### Problem statement
Using the data below, return the stretch from the line that contains "CommsDirection::Receive => &mut" through the line that contains "e.patch, e.direction", both included, exactly as it stands and nothing beyond it.

### Collected data
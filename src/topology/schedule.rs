//! Patch communication schedules.
//!
//! A schedule is the literal order in which a process initiates (`Send`) and
//! completes (`Receive`) the halo exchange of each available patch. Two
//! builders are provided:
//!
//! - [`build_non_blocking_schedule`]: every send is posted before the first
//!   receive is waited on, so computation can overlap communication and no
//!   process ever blocks while a peer waits on it.
//! - [`build_blocking_schedule`]: pairwise alternation for transports without
//!   buffering guarantees. Of two neighbouring ranks, the lower one sends
//!   first and the higher one receives first. Every rank visits its
//!   processor patches in ascending `(neighbour_rank, tag)` order, so all
//!   ranks walk the global list of rank pairs in the same order and no
//!   cycle of blocked ranks can form.

use serde::{Deserialize, Serialize};

use super::interface::{InterfaceKind, PatchInterface};
use crate::mesh_error::MeshError;

/// Phase of a patch exchange.
#[derive(Copy, Clone, Debug, PartialEq, Eq, Hash, Serialize, Deserialize)]
pub enum CommsDirection {
    /// Initiate: post the outgoing halo values.
    Send,
    /// Complete: wait for the incoming halo values.
    Receive,
}

/// One step of a [`PatchSchedule`].
#[derive(Copy, Clone, Debug, PartialEq, Eq, Hash, Serialize, Deserialize)]
pub struct ScheduleEntry {
    pub patch: usize,
    pub direction: CommsDirection,
}

impl ScheduleEntry {
    #[inline]
    pub fn send(patch: usize) -> Self {
        Self {
            patch,
            direction: CommsDirection::Send,
        }
    }

    #[inline]
    pub fn receive(patch: usize) -> Self {
        Self {
            patch,
            direction: CommsDirection::Receive,
        }
    }
}

/// Ordered list of patch operations executed by one process.
#[derive(Clone, Debug, Default, PartialEq, Eq, Serialize, Deserialize)]
pub struct PatchSchedule(Vec<ScheduleEntry>);

impl PatchSchedule {
    pub fn new(entries: Vec<ScheduleEntry>) -> Self {
        Self(entries)
    }

    #[inline]
    pub fn entries(&self) -> &[ScheduleEntry] {
        &self.0
    }

    #[inline]
    pub fn len(&self) -> usize {
        self.0.len()
    }

    #[inline]
    pub fn is_empty(&self) -> bool {
        self.0.is_empty()
    }

    pub fn iter(&self) -> std::slice::Iter<'_, ScheduleEntry> {
        self.0.iter()
    }

    /// Whether every send precedes every receive.
    pub fn is_non_blocking(&self) -> bool {
        let first_receive = self
            .0
            .iter()
            .position(|e| e.direction == CommsDirection::Receive)
            .unwrap_or(self.0.len());
        self.0[first_receive..]
            .iter()
            .all(|e| e.direction == CommsDirection::Receive)
    }

    /// Check that every available patch appears exactly once per direction
    /// and that no entry names a missing patch.
    pub fn validate(&self, interfaces: &[Option<PatchInterface>]) -> Result<(), MeshError> {
        let n = interfaces.len();
        let mut sent = vec![false; n];
        let mut received = vec![false; n];
        for (k, e) in self.0.iter().enumerate() {
            if e.patch >= n {
                return Err(MeshError::ScheduleInvalid(format!(
                    "entry {k} names patch {} but there are {n} patches",
                    e.patch
                )));
            }
            if interfaces[e.patch].is_none() {
                return Err(MeshError::ScheduleInvalid(format!(
                    "entry {k} names unavailable patch {}",
                    e.patch
                )));
            }
            let seen = match e.direction {
                CommsDirection::Send => &mut sent[e.patch],
                CommsDirection::Receive => &mut received[e.patch],
            };
            if *seen {
                return Err(MeshError::ScheduleInvalid(format!(
                    "patch {} scheduled twice for {:?}",
                    e.patch, e.direction
                )));
            }
            *seen = true;
        }
        for (patch, iface) in interfaces.iter().enumerate() {
            if iface.is_some() && !(sent[patch] && received[patch]) {
                return Err(MeshError::ScheduleInvalid(format!(
                    "patch {patch} missing from schedule"
                )));
            }
        }
        Ok(())
    }
}

impl FromIterator<ScheduleEntry> for PatchSchedule {
    fn from_iter<I: IntoIterator<Item = ScheduleEntry>>(iter: I) -> Self {
        Self(iter.into_iter().collect())
    }
}

impl<'a> IntoIterator for &'a PatchSchedule {
    type Item = &'a ScheduleEntry;
    type IntoIter = std::slice::Iter<'a, ScheduleEntry>;
    fn into_iter(self) -> Self::IntoIter {
        self.0.iter()
    }
}

fn available(interfaces: &[Option<PatchInterface>]) -> impl Iterator<Item = (usize, &PatchInterface)> + Clone {
    interfaces
        .iter()
        .enumerate()
        .filter_map(|(i, p)| p.as_ref().map(|p| (i, p)))
}

/// All sends in patch order, then all receives in patch order.
pub fn build_non_blocking_schedule(interfaces: &[Option<PatchInterface>]) -> PatchSchedule {
    let patches = available(interfaces);
    patches
        .clone()
        .map(|(i, _)| ScheduleEntry::send(i))
        .chain(patches.map(|(i, _)| ScheduleEntry::receive(i)))
        .collect()
}

/// Local patches first, then processor patches by `(neighbour_rank, tag)`;
/// per patch, send-then-receive or receive-then-send depending on which
/// side of the pair `my_rank` is.
pub fn build_blocking_schedule(
    interfaces: &[Option<PatchInterface>],
    my_rank: usize,
) -> PatchSchedule {
    let mut order: Vec<(usize, InterfaceKind)> =
        available(interfaces).map(|(i, iface)| (i, iface.kind())).collect();
    order.sort_by_key(|&(i, kind)| match kind {
        InterfaceKind::Local => (false, 0, 0, i),
        InterfaceKind::Processor { neighbour_rank, tag } => (true, neighbour_rank, tag, i),
    });

    let mut entries = Vec::with_capacity(2 * order.len());
    for (i, kind) in order {
        let receive_first = match kind {
            InterfaceKind::Processor { neighbour_rank, .. } => neighbour_rank < my_rank,
            InterfaceKind::Local => false,
        };
        if receive_first {
            entries.push(ScheduleEntry::receive(i));
            entries.push(ScheduleEntry::send(i));
        } else {
            entries.push(ScheduleEntry::send(i));
            entries.push(ScheduleEntry::receive(i));
        }
    }
    PatchSchedule(entries)
}

#[cfg(test)]
mod tests {
    use super::*;

    fn procs(neighbours: &[Option<usize>]) -> Vec<Option<PatchInterface>> {
        neighbours
            .iter()
            .enumerate()
            .map(|(i, n)| n.map(|r| PatchInterface::processor(&[0], r, i as u16).unwrap()))
            .collect()
    }

    #[test]
    fn non_blocking_sends_first() {
        let ifaces = procs(&[Some(1), None, Some(2)]);
        let s = build_non_blocking_schedule(&ifaces);
        assert_eq!(
            s.entries(),
            &[
                ScheduleEntry::send(0),
                ScheduleEntry::send(2),
                ScheduleEntry::receive(0),
                ScheduleEntry::receive(2)
            ]
        );
        assert!(s.is_non_blocking());
        s.validate(&ifaces).unwrap();
    }

    #[test]
    fn blocking_alternates_by_rank() {
        let ifaces = procs(&[Some(0), Some(2)]);
        let s = build_blocking_schedule(&ifaces, 1);
        assert_eq!(
            s.entries(),
            &[
                ScheduleEntry::receive(0),
                ScheduleEntry::send(0),
                ScheduleEntry::send(1),
                ScheduleEntry::receive(1)
            ]
        );
        assert!(!s.is_non_blocking());
        s.validate(&ifaces).unwrap();
    }

    #[test]
    fn blocking_visits_neighbours_in_rank_order() {
        let mut ifaces = procs(&[Some(3), Some(0), None]);
        ifaces[2] = Some(PatchInterface::local(&[0]).unwrap());
        let s = build_blocking_schedule(&ifaces, 2);
        assert_eq!(
            s.entries(),
            &[
                ScheduleEntry::send(2),
                ScheduleEntry::receive(2),
                ScheduleEntry::receive(1),
                ScheduleEntry::send(1),
                ScheduleEntry::send(0),
                ScheduleEntry::receive(0)
            ]
        );
        s.validate(&ifaces).unwrap();
    }

    #[test]
    fn validate_rejects_bad_schedules() {
        let ifaces = procs(&[Some(1), None]);
        let twice = PatchSchedule::new(vec![
            ScheduleEntry::send(0),
            ScheduleEntry::send(0),
            ScheduleEntry::receive(0),
        ]);
        assert!(matches!(twice.validate(&ifaces), Err(MeshError::ScheduleInvalid(_))));
        let absent = PatchSchedule::new(vec![
            ScheduleEntry::send(0),
            ScheduleEntry::receive(0),
            ScheduleEntry::send(1),
        ]);
        assert!(absent.validate(&ifaces).is_err());
        let missing = PatchSchedule::new(vec![ScheduleEntry::send(0)]);
        assert!(missing.validate(&ifaces).is_err());
        let out_of_range = PatchSchedule::new(vec![ScheduleEntry::send(7)]);
        assert!(out_of_range.validate(&ifaces).is_err());
    }
}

### Solution to this task
                CommsDirection::Receive => &mut received[e.patch],
            };
            if *seen {
                return Err(MeshError::ScheduleInvalid(format!(
                    "patch {} scheduled twice for {:?}",
                    e.patch, e.direction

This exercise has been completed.